これだからイチは孝が、人間のことが好きだった。無意識に見せる優しさに惹かれていた。雪に囲まれて寒いはずなのに、なんだか体はポカポカしているような気がして、ぎゅっと笠を握り締める。笠は先程まで孝が被っていたからか、まだ少しだけ暖かかった。
「なにかお礼がしたいなあ・・・」
 なにがいいだろう。うーんと悩みながら首を傾ける。
(そうだ。今の季節は鮭が捕れる。孝の好物だから、きっと喜んでくれる)
 あとは何がいいだろう。うーんと唸りながら、首を反対側に傾けた。
(餅、なんてどうだろうか。人間(ひと)はおめでたい事や祝い事があると餅を食べると聞いたことがある。餅ならお礼の品にぴったりじゃないか!)
 そうと決まれば、さっそく鮭を捕りにいこう。雪がだんだん収まってきた。蓑を脱いで腕に持ち、今なら大丈夫、とイチは笠と蓑を手に走り出した。

「・・・どうしよう」
 山に戻ったイチはさっそく鮭がいる川にやってきた。川に入っていざ捕ろうとしたところで、大変な事実に気がついてしまった。若干寒さで赤くなった顔で、呟く。
「いち、魚捕ったことなかった」
 そう。信じられないことに、イチは狐だが魚を捕まえたことがなかった。元々山芋や木の実を食べるのが好きだからか、魚をとるのが下手だからか、とにかくイチはどうしていいかわからず途方にくれていた。いつもは他の狐や人間に分けてもらっていたのだ。

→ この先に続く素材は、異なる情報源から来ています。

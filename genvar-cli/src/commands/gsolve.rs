//! Solve ridge marker effects by Gauss-Seidel over a genotype store.
//!
//! genvar gsolve --store data.meta.json --pheno-file pheno.txt --pheno-col y --out model

use std::fmt::Write as _;
use std::path::PathBuf;

use anyhow::{bail, Result};
use clap::Args;
use tracing::{info, warn};

use genvar_core::marker::{
    solve_marker_effects_qr, solve_marker_effects_streamed, Lambda, MarkerFit, MarkerSolverConfig,
};
use genvar_core::model::{save_model, save_model_json, MarkerModel};
use genvar_geno::sample::intersect_samples;
use genvar_geno::GenotypeStore;
use genvar_linalg::DenseMatrix;

use super::{load_phenotypes, marker_ids, with_suffix, Phenotypes, PhenoArgs};

/// Solver options shared with `cv`.
#[derive(Args, Debug, Clone)]
pub struct SolverArgs {
    /// Ridge penalty applied to every marker
    #[arg(long, default_value = "1.0")]
    pub lambda: f64,

    /// Scale the penalty per marker by its association with the phenotype
    #[arg(long, default_value = "false")]
    pub adaptive_weights: bool,

    /// Lower bound on 1 - p in adaptive weighting
    #[arg(long, default_value = "0.01")]
    pub min_weight: f64,

    /// Maximum Gauss-Seidel sweeps
    #[arg(long, default_value = "500")]
    pub max_iter: usize,

    /// Convergence tolerance on sum of squared effect changes / sqrt(m)
    #[arg(long, default_value = "1e-7")]
    pub tol: f64,
}

impl SolverArgs {
    pub fn config(&self) -> MarkerSolverConfig {
        MarkerSolverConfig {
            lambda: Lambda::Scalar(self.lambda),
            adaptive_weights: self.adaptive_weights,
            min_weight: self.min_weight,
            max_iter: self.max_iter,
            tol: self.tol,
        }
    }
}

#[derive(Args)]
pub struct GsolveArgs {
    #[command(flatten)]
    pheno: PhenoArgs,

    #[command(flatten)]
    solver: SolverArgs,

    /// Genotype store metadata (.meta.json)
    #[arg(long)]
    store: PathBuf,

    /// Marker IDs to fit, one per line (default: all)
    #[arg(long)]
    markers: Option<PathBuf>,

    /// Orthogonalize markers in blocks of this size and solve in memory
    #[arg(long)]
    qr_block_size: Option<usize>,

    /// Output prefix; writes <out>.gvm, <out>.effects.txt, <out>.pred.txt
    #[arg(long)]
    out: PathBuf,

    /// Also save a JSON sidecar of the model
    #[arg(long, default_value = "false")]
    save_json: bool,
}

/// Individuals with phenotypes that are also in the store, in phenotype
/// order: (ids, positions into the phenotype rows).
pub fn shared_individuals(phenos: &Phenotypes, store: &GenotypeStore) -> Result<(Vec<String>, Vec<usize>)> {
    let pheno_ids = phenos.ids();
    let shared = intersect_samples(&[pheno_ids.as_slice(), store.individual_ids()]);
    if shared.ids.len() < 2 {
        bail!(
            "Only {} individuals shared between phenotypes and the genotype store",
            shared.ids.len()
        );
    }
    info!("{} individuals shared by phenotypes and genotypes", shared.ids.len());
    let mut indices = shared.indices;
    Ok((shared.ids, indices.swap_remove(0)))
}

/// Standardized genotypes of `markers` for `rows`, read in one pass.
fn dense_markers(store: &GenotypeStore, markers: &[usize], rows: &[usize]) -> Result<DenseMatrix> {
    let mut pass = store.open_pass()?;
    let mut columns = Vec::with_capacity(markers.len());
    for &j in markers {
        let mut col = vec![0.0; rows.len()];
        pass.read_standardized(j, rows, &mut col)?;
        columns.push(col);
    }
    Ok(DenseMatrix::from_columns(&columns))
}

pub fn run(args: GsolveArgs) -> Result<()> {
    info!("=== genvar gsolve ===");
    let store = GenotypeStore::load(&args.store)?;
    let phenos = load_phenotypes(&args.pheno)?;
    let (ids, subset) = shared_individuals(&phenos, &store)?;
    let (y, x) = phenos.select(&subset);
    let requested = marker_ids(&store, args.markers.as_deref())?;
    let config = args.solver.config();

    let fit: MarkerFit = match args.qr_block_size {
        None => solve_marker_effects_streamed(&y, x.as_ref(), &store, &requested, Some(ids.as_slice()), &config)?,
        Some(block_size) => {
            let selection = store.resolve_markers(&requested);
            let rows = store.resolve_individuals(&ids).rows;
            let w = dense_markers(&store, &selection.indices, &rows)?;
            let mut fit = solve_marker_effects_qr(&y, x.as_ref(), &w, block_size, &config)?;
            fit.marker_ids = selection
                .indices
                .iter()
                .map(|&j| store.marker_ids()[j].clone())
                .collect();
            fit.markers_dropped = selection.n_missing;
            fit
        }
    };
    if fit.markers_dropped > 0 {
        warn!("{} requested markers were not in the genotype store", fit.markers_dropped);
    }
    if !fit.converged {
        warn!(
            "Solver stopped after {} sweeps (delta = {:.3e})",
            fit.sweeps, fit.final_delta
        );
    }

    let model = MarkerModel::from_fit(&fit, config.lambda.clone());
    save_model(&model, &with_suffix(&args.out, ".gvm"))?;
    if args.save_json {
        save_model_json(&model, &with_suffix(&args.out, ".gvm.json"))?;
    }

    let mut effects = String::from("marker\teffect\tlambda\n");
    for ((id, s), l) in fit.marker_ids.iter().zip(&fit.effects).zip(&fit.lambda) {
        let _ = writeln!(effects, "{}\t{}\t{}", id, s, l);
    }
    std::fs::write(with_suffix(&args.out, ".effects.txt"), effects)?;

    let mut pred = String::from("IID\ty\tgenetic_value\tpredicted\tresidual\n");
    for (i, id) in ids.iter().enumerate() {
        let _ = writeln!(
            pred,
            "{}\t{}\t{}\t{}\t{}",
            id, y[i], fit.fitted_genetic_value[i], fit.predicted[i], fit.residual[i]
        );
    }
    std::fs::write(with_suffix(&args.out, ".pred.txt"), pred)?;

    info!(
        "Solved {} marker effects for {} individuals in {} sweeps",
        fit.effects.len(),
        ids.len(),
        fit.sweeps
    );
    Ok(())
}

しかし今回は孝にお礼として渡す為、どうしても自分の力で捕りたかった。
(せめて一匹でも)
 ぐっと拳を作ったイチの前で、水面がキラリと光った。鮭だ! 飛びついたイチの前で鮭はヒラリとかわし、イチは冷たい冬の川に顔から突っ込んだ。
「冷(つめ)った――――――ッ!!」
 さっむい!! と喚くイチを見かねてか、鮭を捕ろうと再び挑んで足を滑らせ流されていったイチが憐れだったのか――森の奥からのっそりと熊が現れた。

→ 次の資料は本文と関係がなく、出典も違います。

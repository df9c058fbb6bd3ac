//! Average Information REML (AI-REML) for variance component estimation.
//!
//! Estimates theta = [theta_1, ..., theta_k, theta_e] for
//!   V = sum_i theta_i * G_i + theta_e * I
//! by iterating
//!   theta_new = theta_old + AI^{-1} * score
//!
//! where AI is the Average Information matrix and score is the REML score
//! vector. V is dense and factored with Cholesky at every iteration.

use genvar_linalg::decomposition::CholeskyDecomp;
use genvar_linalg::DenseMatrix;
use tracing::{debug, info, warn};

use super::{validate_inputs, RemlConfig, RemlFit, VarianceEstimator};
use crate::error::{GenvarError, Result};

/// In-process AI-REML estimator.
#[derive(Debug, Clone, Default)]
pub struct AiReml {
    pub config: RemlConfig,
}

impl AiReml {
    pub fn new(config: RemlConfig) -> Self {
        Self { config }
    }
}

impl VarianceEstimator for AiReml {
    fn estimate(
        &self,
        y: &[f64],
        x: Option<&DenseMatrix>,
        kernels: &[DenseMatrix],
        initial_theta: Option<&[f64]>,
    ) -> Result<RemlFit> {
        fit_ai_reml(y, x, kernels, initial_theta, &self.config)
    }
}

/// V^{-1}, P and the pieces of X'V^{-1}X needed for one iteration or the
/// final summary.
struct Projection {
    v_chol: CholeskyDecomp,
    vinv: DenseMatrix,
    p: DenseMatrix,
    /// Cholesky of X'V^{-1}X and V^{-1}X, absent without fixed effects.
    fixed: Option<(CholeskyDecomp, DenseMatrix)>,
}

/// V = sum_i theta_i G_i + theta_e I.
fn build_v(theta: &[f64], kernels: &[DenseMatrix], n: usize) -> DenseMatrix {
    let mut v = DenseMatrix::zeros(n, n);
    for (g, &t) in kernels.iter().zip(theta) {
        v.add_scaled(g, t);
    }
    if let Some(&res) = theta.last() {
        v.add_diag(res);
    }
    v
}

fn project(
    theta: &[f64],
    kernels: &[DenseMatrix],
    x: Option<&DenseMatrix>,
    n: usize,
) -> Result<Projection> {
    let v = build_v(theta, kernels, n);
    let v_chol =
        CholeskyDecomp::new(&v).map_err(|e| GenvarError::numerical("Cholesky of V", e))?;
    let vinv = v_chol.inverse();

    let Some(x) = x.filter(|x| x.ncols() > 0) else {
        return Ok(Projection {
            v_chol,
            p: vinv.clone(),
            vinv,
            fixed: None,
        });
    };

    // P = V^{-1} - V^{-1}X (X'V^{-1}X)^{-1} X'V^{-1}
    let vinv_x = vinv.mat_mul(x);
    let xtvx = x.transpose().mat_mul(&vinv_x);
    let xtvx_chol = CholeskyDecomp::new(&xtvx)
        .map_err(|e| GenvarError::numerical("Cholesky of X'V^-1X", e))?;
    let correction = vinv_x.mat_mul(&xtvx_chol.solve_matrix(&vinv_x.transpose()));
    let mut p = vinv.clone();
    p.add_scaled(&correction, -1.0);

    Ok(Projection {
        v_chol,
        vinv,
        p,
        fixed: Some((xtvx_chol, vinv_x)),
    })
}

/// AI[i,j] = 0.5 u_i' P u_j with u_i = G_i Py, and u = Py for the
/// residual component. Returns AI and the u vectors.
fn average_information(
    proj: &Projection,
    kernels: &[DenseMatrix],
    py: &[f64],
) -> (DenseMatrix, Vec<Vec<f64>>) {
    let mut us: Vec<Vec<f64>> = kernels.iter().map(|g| g.mat_vec(py)).collect();
    us.push(py.to_vec());
    let pus: Vec<Vec<f64>> = us.iter().map(|u| proj.p.mat_vec(u)).collect();

    let n_comp = us.len();
    let mut ai = DenseMatrix::zeros(n_comp, n_comp);
    for i in 0..n_comp {
        for j in i..n_comp {
            let v = 0.5 * DenseMatrix::dot(&us[i], &pus[j]);
            ai.set(i, j, v);
            ai.set(j, i, v);
        }
    }
    (ai, us)
}

/// Starting values: sd(y) / (k + 1) for every component.
pub(crate) fn default_theta(y: &[f64], n_components: usize) -> Vec<f64> {
    let n = y.len() as f64;
    let mean = y.iter().sum::<f64>() / n;
    let var = y.iter().map(|v| (v - mean).powi(2)).sum::<f64>() / (n - 1.0).max(1.0);
    vec![var.sqrt() / n_components as f64; n_components]
}

/// Fit variance components with AI-REML.
///
/// `kernels` holds the k random-effect kernels; the residual identity is
/// added as the last component. Returns the current estimate with
/// `converged = false` if `max_iter` is reached.
pub fn fit_ai_reml(
    y: &[f64],
    x: Option<&DenseMatrix>,
    kernels: &[DenseMatrix],
    initial_theta: Option<&[f64]>,
    config: &RemlConfig,
) -> Result<RemlFit> {
    validate_inputs(y, x, kernels, initial_theta, config)?;
    let n = y.len();
    let k = kernels.len();
    let n_comp = k + 1;
    let p_fixed = x.map_or(0, |x| x.ncols());

    let mut theta: Vec<f64> = match initial_theta {
        Some(t) => t.to_vec(),
        None => default_theta(y, n_comp),
    };
    for t in theta.iter_mut() {
        *t = t.max(config.floor);
    }

    info!(
        "Starting AI-REML with n={}, p={}, {} kernel(s), theta0={:?}",
        n, p_fixed, k, theta
    );

    let mut delta = f64::INFINITY;
    let mut iterations = 0;

    while iterations < config.max_iter && delta > config.tol {
        iterations += 1;
        let proj = project(&theta, kernels, x, n)?;
        let py = proj.p.mat_vec(y);
        let (ai, us) = average_information(&proj, kernels, &py);

        let mut score = Vec::with_capacity(n_comp);
        for (g, u) in kernels.iter().zip(&us) {
            score.push(-0.5 * (g.sum_product(&proj.p) - DenseMatrix::dot(u, &py)));
        }
        score.push(-0.5 * (proj.p.trace() - DenseMatrix::dot(&py, &py)));

        let ai_chol = CholeskyDecomp::new(&ai)
            .map_err(|e| GenvarError::numerical("Cholesky of the AI matrix", e))?;
        let step = ai_chol.solve(&score);

        delta = 0.0;
        for (t, s) in theta.iter_mut().zip(&step) {
            let updated = (*t + s).max(config.floor);
            delta = f64::max(delta, (updated - *t).abs());
            *t = updated;
        }

        debug!(
            "AI-REML iter {}: theta={:?}, delta={:.3e}",
            iterations, theta, delta
        );
    }

    let converged = delta <= config.tol;
    if converged {
        info!(
            "AI-REML converged after {} iterations: theta={:?}",
            iterations, theta
        );
    } else {
        warn!(
            "AI-REML did not converge after {} iterations (delta={:.3e}, tol={:.1e})",
            iterations, delta, config.tol
        );
    }

    finalize(y, x, kernels, theta, iterations, delta, converged)
}

#[allow(clippy::too_many_arguments)]
fn finalize(
    y: &[f64],
    x: Option<&DenseMatrix>,
    kernels: &[DenseMatrix],
    theta: Vec<f64>,
    iterations: usize,
    final_delta: f64,
    converged: bool,
) -> Result<RemlFit> {
    let n = y.len();
    let proj = project(&theta, kernels, x, n)?;
    let py = proj.p.mat_vec(y);
    let vy = proj.vinv.mat_vec(y);
    let y_vinv_y = DenseMatrix::dot(y, &vy);
    let y_p_y = DenseMatrix::dot(y, &py);

    // Sampling covariance of theta from the AI matrix at the reported theta.
    let (ai, _) = average_information(&proj, kernels, &py);
    let theta_cov = CholeskyDecomp::new(&ai)
        .map_err(|e| GenvarError::numerical("Cholesky of the final AI matrix", e))?
        .inverse();

    let log_det_v = proj.v_chol.log_det();
    let (log_det_xtvx, fixed_effects, fixed_effect_cov) = match &proj.fixed {
        Some((xtvx_chol, vinv_x)) => {
            let b = xtvx_chol.solve(&vinv_x.tmat_vec(y));
            (xtvx_chol.log_det(), b, xtvx_chol.inverse())
        }
        None => (0.0, Vec::new(), DenseMatrix::zeros(0, 0)),
    };
    let log_likelihood = -0.5 * (log_det_v + log_det_xtvx + y_p_y);

    let trace_pg = kernels.iter().map(|g| g.sum_product(&proj.p)).collect();
    let trace_vg = kernels.iter().map(|g| g.sum_product(&proj.vinv)).collect();

    Ok(RemlFit::assemble(
        y,
        x,
        kernels,
        super::RemlEstimates {
            theta,
            theta_cov,
            log_likelihood,
            fixed_effects,
            fixed_effect_cov,
            py,
            vy: Some(vy),
            y_vinv_y: Some(y_vinv_y),
            trace_pg,
            trace_vg,
            iterations,
            final_delta,
            converged,
        },
    ))
}

#[cfg(test)]
mod tests {
    use super::*;

    fn one_way() -> (Vec<f64>, DenseMatrix, DenseMatrix) {
        let y = vec![5.0, 8.0, 6.0, 2.0, 3.0, 1.0, 2.0, 4.0, 5.0];
        let groups = [0usize, 0, 0, 1, 1, 1, 2, 2, 2];
        let k = DenseMatrix::from_fn(9, 9, |i, j| (groups[i] == groups[j]) as u8 as f64);
        let x = DenseMatrix::from_fn(9, 1, |_, _| 1.0);
        (y, x, k)
    }

    #[test]
    fn test_default_theta() {
        let theta = default_theta(&[5.0, 8.0, 6.0, 2.0, 3.0, 1.0, 2.0, 4.0, 5.0], 2);
        assert_eq!(theta.len(), 2);
        assert!((theta[0] - 5.0f64.sqrt() / 2.0).abs() < 1e-12);
    }

    #[test]
    fn test_build_v_adds_residual_identity() {
        let g = DenseMatrix::from_row_major(2, 2, &[1.0, 0.5, 0.5, 1.0]);
        let v = build_v(&[2.0, 3.0], &[g], 2);
        assert!((v.get(0, 0) - 5.0).abs() < 1e-12);
        assert!((v.get(0, 1) - 1.0).abs() < 1e-12);
    }

    #[test]
    fn test_one_way_anova_with_intercept() {
        let (y, x, k) = one_way();
        let config = RemlConfig {
            tol: 1e-8,
            ..Default::default()
        };
        let fit = fit_ai_reml(&y, Some(&x), &[k], None, &config).unwrap();
        assert!(fit.converged);
        assert!((fit.theta[0] - 112.0 / 27.0).abs() < 1e-6, "{:?}", fit.theta);
        assert!((fit.theta[1] - 17.0 / 9.0).abs() < 1e-6, "{:?}", fit.theta);
        assert!((fit.fixed_effects[0] - 4.0).abs() < 1e-6);
        assert!(fit.log_likelihood.is_finite());
    }

    #[test]
    fn test_no_fixed_effects() {
        let (y, _, k) = one_way();
        let config = RemlConfig {
            tol: 1e-8,
            ..Default::default()
        };
        let fit = fit_ai_reml(&y, None, &[k], None, &config).unwrap();
        assert!(fit.converged);
        assert!((fit.theta[0] - 167.0 / 9.0).abs() < 1e-6, "{:?}", fit.theta);
        assert!((fit.theta[1] - 17.0 / 9.0).abs() < 1e-6);
        assert!(fit.fixed_effects.is_empty());
    }

    #[test]
    fn test_max_iter_reports_non_convergence() {
        let (y, x, k) = one_way();
        let config = RemlConfig {
            max_iter: 2,
            tol: 1e-12,
            ..Default::default()
        };
        let fit = fit_ai_reml(&y, Some(&x), &[k], None, &config).unwrap();
        assert!(!fit.converged);
        assert_eq!(fit.iterations, 2);
        assert!(fit.final_delta > config.tol);
    }

    #[test]
    fn test_non_pd_kernel_fails() {
        let (y, x, _) = one_way();
        let bad = DenseMatrix::from_fn(9, 9, |i, j| if i == j { -10.0 } else { 0.0 });
        let err = fit_ai_reml(&y, Some(&x), &[bad], Some(&[1.0, 1.0]), &RemlConfig::default());
        assert!(matches!(err, Err(GenvarError::NumericalFailure { .. })));
    }

    #[test]
    fn test_theta_cov_matches_returned_theta() {
        let (y, x, k) = one_way();
        let config = RemlConfig {
            max_iter: 1,
            ..Default::default()
        };
        let start = [1.0, 1.0];
        let fit = fit_ai_reml(&y, Some(&x), &[k.clone()], Some(&start[..]), &config).unwrap();
        let kernels = [k];

        let ai_inv_at = |theta: &[f64]| {
            let proj = project(theta, &kernels, Some(&x), 9).unwrap();
            let py = proj.p.mat_vec(&y);
            let (ai, _) = average_information(&proj, &kernels, &py);
            CholeskyDecomp::new(&ai).unwrap().inverse()
        };
        let at_final = ai_inv_at(&fit.theta);
        let at_start = ai_inv_at(&start);

        let mut max_diff_start: f64 = 0.0;
        for i in 0..2 {
            for j in 0..2 {
                assert!((fit.theta_cov.get(i, j) - at_final.get(i, j)).abs() < 1e-10);
                max_diff_start =
                    max_diff_start.max((fit.theta_cov.get(i, j) - at_start.get(i, j)).abs());
            }
        }
        assert!(max_diff_start > 1e-6);
    }
}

 冬眠の前に腹一杯に鮭を食おうとやってきた熊が見たのは、川を睨みつけている見覚えのある狐耳と尻尾の人間モドキ。
 この山に暮らす以上、なぜか好んで人里に行く変わり者の狐のことは、その化け術の下手さと相まって有名だった。熊が格好の獲物である狐を前に食う気が起こらなくなるくらい、思わず見入ってしまうくらい阿呆だった。
 熊は流されてきたイチの服を銜(くわ)えて川の外に引きずり出した。そしてイチが気絶している間に川に入り、前足で器用に鮭を川原に放っていった。
 あっという間に五、六匹の鮭がイチの周りにビチビチと跳ねた。イチが気がつく前に、そうっと熊はその場から離れる。
 もし目を覚まして、目の前に熊(じぶん)が居ることに驚いて逃げられたら、せっかく捕ってやった鮭がパアになる。手のかかる狐だとため息を吐きつつ、今度は自分の食い(さ)扶持(け)をとるために、熊は他の場所へと歩いていった。